━━ Dataset content ━━

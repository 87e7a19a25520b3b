//! ChatStore trait — the persistence contract a turn reads and writes.
//!
//! Implementations: in-memory (tests, ephemeral runs) and SQLite.

use async_trait::async_trait;
use chrono::{DateTime, Utc};
use crate::error::StoreError;
use crate::memory::{MemoryEntry, MemoryFilter};
use crate::message::{
    ConversationRecord, ConversationStatus, ConversationUpdate, FeedbackRecord, MessageRecord,
    MessageUpdate, NewConversation, NewFeedback, NewMessage,
};

pub type StoreResult<T> = std::result::Result<T, StoreError>;

#[async_trait]
pub trait ChatStore: Send + Sync {
    /// The backend name (e.g., "sqlite", "memory").
    fn name(&self) -> &str;

    /// Create a conversation in `busy` state.
    async fn create_conversation(&self, new: NewConversation) -> StoreResult<ConversationRecord>;

    async fn get_conversation(&self, id: &str) -> StoreResult<Option<ConversationRecord>>;

    /// Atomically move a conversation from `from` to `to`.
    ///
    /// Returns `false` (and changes nothing) when the current status is not `from`.
    async fn transition_conversation(
        &self,
        id: &str,
        from: ConversationStatus,
        to: ConversationStatus,
    ) -> StoreResult<bool>;

    async fn update_conversation(&self, id: &str, update: ConversationUpdate) -> StoreResult<()>;

    /// Create a message in `running` state.
    async fn create_message(&self, new: NewMessage) -> StoreResult<MessageRecord>;

    async fn get_message(&self, id: &str) -> StoreResult<Option<MessageRecord>>;

    async fn update_message(&self, id: &str, update: MessageUpdate) -> StoreResult<()>;

    /// Messages of a conversation in creation order, optionally only those
    /// created strictly before `before`, keeping the newest `limit` of them.
    async fn list_messages(
        &self,
        conversation_id: &str,
        before: Option<DateTime<Utc>>,
        limit: Option<usize>,
    ) -> StoreResult<Vec<MessageRecord>>;

    /// Insert, or replace content and expiry of the entry with the same
    /// (signature, kind, conversation, message).
    async fn upsert_memory(&self, entry: MemoryEntry) -> StoreResult<()>;

    /// Matching memories in creation order.
    async fn list_memories(&self, filter: MemoryFilter) -> StoreResult<Vec<MemoryEntry>>;

    /// Insert, or replace rating and content of, the user's feedback on a message.
    async fn upsert_feedback(&self, feedback: NewFeedback) -> StoreResult<FeedbackRecord>;

    /// Remove the user's feedback on a message. Removing absent feedback is a no-op.
    async fn delete_feedback(&self, message_id: &str, user_id: &str) -> StoreResult<()>;

    async fn get_feedback(&self, message_id: &str, user_id: &str) -> StoreResult<Option<FeedbackRecord>>;
}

━━━

Required action
Scan the material above. Extract every line in which the word "replace" occurs.

Response to this task
    /// Insert, or replace content and expiry of the entry with the same
    /// Insert, or replace rating and content of, the user's feedback on a message.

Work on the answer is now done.